DIRECTIONS:
Provide a verbatim copy of the data below.

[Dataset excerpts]
——————

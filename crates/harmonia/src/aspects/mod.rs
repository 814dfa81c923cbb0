pub mod analyzer;
pub mod types;

pub use analyzer::{score_aspect, AspectAnalyzer};
pub use types::{Aspect, AspectNature, AspectTier, AspectType, MAJOR_ORB, MINOR_ORB};
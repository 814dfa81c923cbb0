//! Sonic signal derivation.
//!
//! A chart placement becomes a fixed tuple of synthesis parameters. The mapping
//! is a pure function of the position and its house: no randomness, no state.

use crate::body::{CelestialBody, SynthRole};
use crate::chart::ChartSnapshot;
use crate::ephemeris::types::Position;
use crate::sonic::timbre::{house_timbre, FilterType};
use crate::zodiac::ZodiacSign;
use serde::{Deserialize, Serialize};
use sha2::{Digest, Sha256};
use std::collections::HashMap;
use std::f64::consts::PI;

/// Peak micro-detune applied around a body's base frequency, in Hz
pub const DETUNE_HZ: f64 = 1.5;

/// Stereo spread between consecutive houses
const PAN_STEP: f64 = 0.33;

/// Half-width of the per-body stereo offset
const PAN_OFFSET_RANGE: f64 = 0.1;

lazy_static::lazy_static! {
    static ref PAN_OFFSETS: HashMap<CelestialBody, f64> = CelestialBody::ALL
        .iter()
        .map(|&body| (body, hashed_offset(body.name())))
        .collect();
}

#[derive(Debug, Clone, Copy, PartialEq, Serialize, Deserialize)]
#[serde(rename_all = "camelCase")]
pub struct SonicSignal {
    pub body: CelestialBody,
    pub frequency_hz: f64,
    /// 0 at a house cusp, 1 at the house midpoint
    pub intensity: f64,
    /// -1 (left) .. 1 (right)
    pub pan: f64,
    pub role: SynthRole,
    pub filter_type: FilterType,
    pub filter_cutoff: f64,
    pub attack: f64,
    pub decay: f64,
    pub reverb: f64,
    pub house: u8,
    pub house_position: f64,
    pub sign: ZodiacSign,
}

/// Derive the signal for one placement.
///
/// `house` is expected in 1..=12, as produced by
/// [`whole_sign_house`](crate::zodiac::whole_sign_house). Callers passing
/// anything else get the nearest house (0 reads as 1, 13+ as 12) and the
/// returned `house` field shows the house actually used.
pub fn compute_signal(position: &Position, house: u8, house_position: f64) -> SonicSignal {
    let body = position.body;
    let house = house.clamp(1, 12);
    let timbre = house_timbre(house);

    let detune = (position.longitude / 360.0 * 2.0 * PI).sin() * DETUNE_HZ;
    let intensity = (house_position / 30.0 * PI).sin().clamp(0.0, 1.0);

    SonicSignal {
        body,
        frequency_hz: body.base_frequency() + detune,
        intensity,
        pan: house_pan(house, body),
        role: body.role(),
        filter_type: timbre.filter_type,
        filter_cutoff: timbre.filter_cutoff,
        attack: timbre.attack,
        decay: timbre.decay,
        reverb: timbre.reverb,
        house,
        house_position,
        sign: position.sign(),
    }
}

/// Signals for every body of a chart, ordered as [`CelestialBody::ALL`].
pub fn chart_signals(chart: &ChartSnapshot) -> Vec<SonicSignal> {
    chart
        .positions()
        .iter()
        .map(|p| compute_signal(p, chart.house_of(p.body), chart.house_position_of(p.body)))
        .collect()
}

/// Stable stereo offset for a body, in [-0.1, 0.1].
pub fn pan_offset(body: CelestialBody) -> f64 {
    PAN_OFFSETS.get(&body).copied().unwrap_or(0.0)
}

fn house_pan(house: u8, body: CelestialBody) -> f64 {
    let h = house as f64;
    // Houses 1-6 sweep the left field, 7-12 the right
    let base = if house <= 6 {
        -1.0 + (h - 1.0) * PAN_STEP
    } else {
        (h - 7.0) * PAN_STEP
    };
    (base + pan_offset(body)).clamp(-1.0, 1.0)
}

fn hashed_offset(name: &str) -> f64 {
    let mut hasher = Sha256::new();
    hasher.update(name.to_lowercase().as_bytes());
    let digest = hasher.finalize();
    let raw = u16::from_be_bytes([digest[0], digest[1]]) as f64 / u16::MAX as f64;
    raw * 2.0 * PAN_OFFSET_RANGE - PAN_OFFSET_RANGE
}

——————

TASK SOLUTION:
filename crates/harmonia/src/aspects/mod.rs
repository 814dfa81c923cbb0
pub mod analyzer;
pub mod types;

pub use analyzer::{score_aspect, AspectAnalyzer};
pub use types::{Aspect, AspectNature, AspectTier, AspectType, MAJOR_ORB, MINOR_ORB};
repository 814dfa81c923cbb0
//! Sonic signal derivation.
//!
//! A chart placement becomes a fixed tuple of synthesis parameters. The mapping
//! is a pure function of the position and its house: no randomness, no state.

use crate::body::{CelestialBody, SynthRole};
use crate::chart::ChartSnapshot;
use crate::ephemeris::types::Position;
use crate::sonic::timbre::{house_timbre, FilterType};
use crate::zodiac::ZodiacSign;
use serde::{Deserialize, Serialize};
use sha2::{Digest, Sha256};
use std::collections::HashMap;
use std::f64::consts::PI;

/// Peak micro-detune applied around a body's base frequency, in Hz
pub const DETUNE_HZ: f64 = 1.5;

/// Stereo spread between consecutive houses
const PAN_STEP: f64 = 0.33;

/// Half-width of the per-body stereo offset
const PAN_OFFSET_RANGE: f64 = 0.1;

lazy_static::lazy_static! {
    static ref PAN_OFFSETS: HashMap<CelestialBody, f64> = CelestialBody::ALL
        .iter()
        .map(|&body| (body, hashed_offset(body.name())))
        .collect();
}

#[derive(Debug, Clone, Copy, PartialEq, Serialize, Deserialize)]
#[serde(rename_all = "camelCase")]
pub struct SonicSignal {
    pub body: CelestialBody,
    pub frequency_hz: f64,
    /// 0 at a house cusp, 1 at the house midpoint
    pub intensity: f64,
    /// -1 (left) .. 1 (right)
    pub pan: f64,
    pub role: SynthRole,
    pub filter_type: FilterType,
    pub filter_cutoff: f64,
    pub attack: f64,
    pub decay: f64,
    pub reverb: f64,
    pub house: u8,
    pub house_position: f64,
    pub sign: ZodiacSign,
}

/// Derive the signal for one placement.
///
/// `house` is expected in 1..=12, as produced by
/// [`whole_sign_house`](crate::zodiac::whole_sign_house). Callers passing
/// anything else get the nearest house (0 reads as 1, 13+ as 12) and the
/// returned `house` field shows the house actually used.
pub fn compute_signal(position: &Position, house: u8, house_position: f64) -> SonicSignal {
    let body = position.body;
    let house = house.clamp(1, 12);
    let timbre = house_timbre(house);

    let detune = (position.longitude / 360.0 * 2.0 * PI).sin() * DETUNE_HZ;
    let intensity = (house_position / 30.0 * PI).sin().clamp(0.0, 1.0);

    SonicSignal {
        body,
        frequency_hz: body.base_frequency() + detune,
        intensity,
        pan: house_pan(house, body),
        role: body.role(),
        filter_type: timbre.filter_type,
        filter_cutoff: timbre.filter_cutoff,
        attack: timbre.attack,
        decay: timbre.decay,
        reverb: timbre.reverb,
        house,
        house_position,
        sign: position.sign(),
    }
}

/// Signals for every body of a chart, ordered as [`CelestialBody::ALL`].
pub fn chart_signals(chart: &ChartSnapshot) -> Vec<SonicSignal> {
    chart
        .positions()
        .iter()
        .map(|p| compute_signal(p, chart.house_of(p.body), chart.house_position_of(p.body)))
        .collect()
}

/// Stable stereo offset for a body, in [-0.1, 0.1].
pub fn pan_offset(body: CelestialBody) -> f64 {
    PAN_OFFSETS.get(&body).copied().unwrap_or(0.0)
}

fn house_pan(house: u8, body: CelestialBody) -> f64 {
    let h = house as f64;
    // Houses 1-6 sweep the left field, 7-12 the right
    let base = if house <= 6 {
        -1.0 + (h - 1.0) * PAN_STEP
    } else {
        (h - 7.0) * PAN_STEP
    };
    (base + pan_offset(body)).clamp(-1.0, 1.0)
}

fn hashed_offset(name: &str) -> f64 {
    let mut hasher = Sha256::new();
    hasher.update(name.to_lowercase().as_bytes());
    let digest = hasher.finalize();
    let raw = u16::from_be_bytes([digest[0], digest[1]]) as f64 / u16::MAX as f64;
    raw * 2.0 * PAN_OFFSET_RANGE - PAN_OFFSET_RANGE
}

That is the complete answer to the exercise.